Sacred Texts  Sagas and Legends  Celtic  Index  Previous  Next 

X

The evening after when Rory the Fox was taking his nap he heard one of his youngsters give a sharp cry. They were playing outside the burrow, he looked out and he saw that his three youngsters were afraid of something that was between them and the burrow. He looked again and saw the Weasel.

"Ahem," said Rory the Fox, "and how are we this morning?"

The Weasel had marked one of Rory's youngsters for attack. Although Rory spoke, he never took his eyes off the youngster he had marked.

"My dear friend," said the Fox, "I was just going to say--if you are looking for anything, perhaps I could tell you where it might be found."

"Crystal Egg," said the Weasel without ever taking away his blood-thirsty gaze from Rory's youngster.

"Oh, the Crystal Egg," said Rory the Fox. "Yes, to be sure. I could bring you at once to the place where the Crystal Egg is." He came out of the burrow and saw Gilly standing on the bank behind.

"I think it is time for my children to go back to their burrow," said Rory the Fox. "Please excuse them, my friends." The Weasel took his eyes off the youngster he had marked and the three little foxes scampered into the burrow.
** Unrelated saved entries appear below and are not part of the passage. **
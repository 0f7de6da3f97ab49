use crate::application_port::{AccessToken, AuthError, TokenCodec};
use crate::domain_model::UserId;
use chrono::{DateTime, Duration, Utc};
use jsonwebtoken::errors::ErrorKind;
use jsonwebtoken::{Algorithm, DecodingKey, EncodingKey, Header, Validation, decode, encode};
use serde::{Deserialize, Serialize};

/// Fixed issuer claim; tokens minted under any other issuer are rejected.
pub const TOKEN_ISSUER: &str = "clavier";

#[derive(Debug, Serialize, Deserialize)]
struct AccessClaims {
    sub: String, // user id as string
    exp: i64,
    iat: i64,
    iss: String,
}

fn encode_access(
    uid: UserId,
    ttl: Duration,
    signing_key: &[u8],
) -> Result<(String, DateTime<Utc>), AuthError> {
    let iat_dt = Utc::now();
    let exp_dt = iat_dt + ttl;
    let claims = AccessClaims {
        sub: uid.0.to_string(),
        exp: exp_dt.timestamp(),
        iat: iat_dt.timestamp(),
        iss: TOKEN_ISSUER.to_string(),
    };
    let token = encode(
        &Header::new(Algorithm::HS256),
        &claims,
        &EncodingKey::from_secret(signing_key),
    )
    .map_err(|e| AuthError::Internal(e.to_string()))?;
    Ok((token, exp_dt))
}

fn decode_access(token: &str, signing_key: &[u8]) -> Result<AccessClaims, AuthError> {
    let mut v = Validation::new(Algorithm::HS256);
    v.validate_exp = true;
    v.leeway = 0; // the library grants 60s of clock skew unless told otherwise
    v.set_issuer(&[TOKEN_ISSUER]);
    let data = decode::<AccessClaims>(token, &DecodingKey::from_secret(signing_key), &v)
        .map_err(|e| match e.kind() {
            ErrorKind::ExpiredSignature => AuthError::Expired,
            ErrorKind::InvalidSignature | ErrorKind::InvalidIssuer | ErrorKind::InvalidAlgorithm => {
                AuthError::BadSignature
            }
            _ => AuthError::Malformed,
        })?;

    // The library treats exp == now as still live; the deadline here is
    // inclusive.
    if data.claims.exp <= Utc::now().timestamp() {
        return Err(AuthError::Expired);
    }

    Ok(data.claims)
}

pub struct JwtHs256Codec {
    signing_key: Vec<u8>,
}

impl JwtHs256Codec {
    pub fn new(signing_key: Vec<u8>) -> Self {
        JwtHs256Codec { signing_key }
    }

    #[inline]
    fn parse_user_id(sub: &str) -> Result<UserId, AuthError> {
        let id = sub.parse::<UserId>().map_err(|_| AuthError::Malformed)?;
        Ok(id)
    }
}

#[async_trait::async_trait]
impl TokenCodec for JwtHs256Codec {
    async fn issue_access_token(
        &self,
        user: UserId,
        ttl: Duration,
    ) -> Result<(AccessToken, DateTime<Utc>), AuthError> {
        let (token, exp_dt) = encode_access(user, ttl, &self.signing_key)?;
        Ok((AccessToken(token), exp_dt))
    }

    async fn verify_access_token(&self, token: &AccessToken) -> Result<UserId, AuthError> {
        let claims = decode_access(&token.0, &self.signing_key)?;
        Self::parse_user_id(&claims.sub)
    }
}

#[cfg(test)]
mod tests {
    use super::*;

    fn codec() -> JwtHs256Codec {
        JwtHs256Codec::new(b"test-secret".to_vec())
    }

    fn new_user() -> UserId {
        UserId(uuid::Uuid::new_v4())
    }

    #[tokio::test]
    async fn issued_token_verifies_to_the_same_subject() {
        let codec = codec();
        let user = new_user();

        let (token, expires_at) = codec.issue_access_token(user, Duration::hours(1)).await.unwrap();
        assert_eq!(token.0.matches('.').count(), 2);
        assert!(expires_at > Utc::now());

        let verified = codec.verify_access_token(&token).await.unwrap();
        assert_eq!(verified, user);
    }

    #[tokio::test]
    async fn expired_token_fails_as_expired_not_bad_signature() {
        let codec = codec();
        let (token, _) = codec.issue_access_token(new_user(), Duration::hours(-1)).await.unwrap();

        let err = codec.verify_access_token(&token).await.unwrap_err();
        assert!(matches!(err, AuthError::Expired), "got {err:?}");
    }

    #[tokio::test]
    async fn no_clock_skew_leeway_is_granted() {
        // 30s inside the window the library would forgive by default.
        let codec = codec();
        let (token, _) = codec.issue_access_token(new_user(), Duration::seconds(-30)).await.unwrap();

        let err = codec.verify_access_token(&token).await.unwrap_err();
        assert!(matches!(err, AuthError::Expired), "got {err:?}");
    }

    #[tokio::test]
    async fn token_signed_with_another_key_is_rejected() {
        let codec = codec();
        let other = JwtHs256Codec::new(b"another-secret".to_vec());
        let (token, _) = other.issue_access_token(new_user(), Duration::hours(1)).await.unwrap();

        let err = codec.verify_access_token(&token).await.unwrap_err();
        assert!(matches!(err, AuthError::BadSignature), "got {err:?}");
    }

    #[tokio::test]
    async fn token_from_another_issuer_is_rejected() {
        let codec = codec();
        let now = Utc::now();
        let claims = AccessClaims {
            sub: new_user().to_string(),
            exp: (now + Duration::hours(1)).timestamp(),
            iat: now.timestamp(),
            iss: "someone-else".to_string(),
        };
        let foreign = encode(
            &Header::new(Algorithm::HS256),
            &claims,
            &EncodingKey::from_secret(b"test-secret"),
        )
        .unwrap();

        let err = codec.verify_access_token(&AccessToken(foreign)).await.unwrap_err();
        assert!(matches!(err, AuthError::BadSignature), "got {err:?}");
    }

    #[tokio::test]
    async fn unparseable_token_is_malformed() {
        let codec = codec();

        for garbage in ["", "not-a-token", "a.b", "a.b.c.d"] {
            let err = codec
                .verify_access_token(&AccessToken(garbage.to_string()))
                .await
                .unwrap_err();
            assert!(matches!(err, AuthError::Malformed), "{garbage:?} gave {err:?}");
        }
    }

    #[tokio::test]
    async fn subject_that_is_not_an_identity_is_malformed() {
        let codec = codec();
        let now = Utc::now();
        let claims = AccessClaims {
            sub: "not-a-uuid".to_string(),
            exp: (now + Duration::hours(1)).timestamp(),
            iat: now.timestamp(),
            iss: TOKEN_ISSUER.to_string(),
        };
        let token = encode(
            &Header::new(Algorithm::HS256),
            &claims,
            &EncodingKey::from_secret(b"test-secret"),
        )
        .unwrap();

        let err = codec.verify_access_token(&AccessToken(token)).await.unwrap_err();
        assert!(matches!(err, AuthError::Malformed), "got {err:?}");
    }
}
"This way, friends," said the Fox, and he started off towards the Spae-Woman's house with the light and easy trot of a fox. Gilly and the Weasel went behind him. They crossed a field of flax, a field of hemp and a field of barley. They came to the broken fence before the Spae-Woman's house, and in front of the house they saw the Spae-Woman herself and she was crying and crying.

The Fox hid behind the fence, the Weasel climbed up on the ditch and Gilly himself went to the woman.
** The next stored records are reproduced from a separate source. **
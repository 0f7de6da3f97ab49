use anyhow::{Result, anyhow};
use config::{Config, File};
use serde::Deserialize;

#[derive(Debug, Deserialize)]
pub struct Settings {
    pub auth: Auth,
    pub log: Log,
    pub store: Store,
}

#[derive(Debug, Deserialize)]
pub struct Auth {
    pub backend: String, // "fake" or "real"
    pub bcrypt_cost: u32,
    pub access_ttl_secs: i64,
    pub refresh_ttl_secs: i64,
}

#[derive(Debug, Deserialize)]
pub struct Log {
    pub filter: String,
}

#[derive(Debug, Deserialize)]
pub struct Store {
    pub backend: String, // "memory" or "mysql"
    pub mysql_dsn: String,
}

#[cfg(debug_assertions)]
const SETTINGS_PATH: &str = "settings/dev.toml";
#[cfg(not(debug_assertions))]
const SETTINGS_PATH: &str = "settings/release.toml";

pub fn parse_settings(path: Option<&str>) -> Result<Settings> {
    let path = path.unwrap_or(SETTINGS_PATH);

    let settings: Settings = Config::builder()
        .add_source(File::with_name(path))
        .build()
        .map_err(|e| anyhow!(e))?
        .try_deserialize()
        .map_err(|e| anyhow!(e))?;

    Ok(settings)
}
"What ails you at all?" said Gilly to her.

"My goose--the only fowl left to me has been taken by robbers."

"Ask her where the clutch of eggs is that the goose was hatching," said Rory the Fox anxiously, putting his head over the fence.

"And where is the clutch of eggs, ma'am, that your goose was hatching?"

"The robbers took the nest with the goose and the eggs with the nest," said the Spae-Woman.

"And the Crystal Egg was with the other eggs," said the Fox to Gilly. He said no more. He made a quick turn and got clear away before the Weasel could spring on him. He ran back to his burrow. He told the little foxes they must change houses again. That night they lay in a wood and at the first light they crossed water and went to live on an island where the Weasel never came.

"Where did the robbers go with the goose, the nest, and the eggs?" said Gilly of the Goatskin.

"They went to the river," said the Spae-Woman. "I followed them every inch of the way. They got into a boat and they hoisted their sails. They rowed and they rowed, so that the hard gravel of the bottom was brought to the top, and the froth of the top was driven down to the bottom of the river. And wherever they are," said the Spae-Woman, "they are far from us now."

"Will you come with me?" said Gilly to the Weasel, "we will track them down and take back the Crystal Egg."

"I engaged myself to be with you for a quarter of a year," said the Weasel, "and the three months are up now, Gilly. Winter is coming on and I must see to my own affairs."

"Then good-by, Weasel," said Gilly. "I will search for the Crystal Egg myself. But first I must ask the woman to let me rest in the house and to give me some provision for my journey." The Weasel looked up into Gilly's face and said good-by to him. Then Gilly followed the Spae-Woman into her house. "Ocone," she was saying to herself, "my dream told me I was to lose my poor goose, and still I never did anything to make it hard for the robbers to take her from me."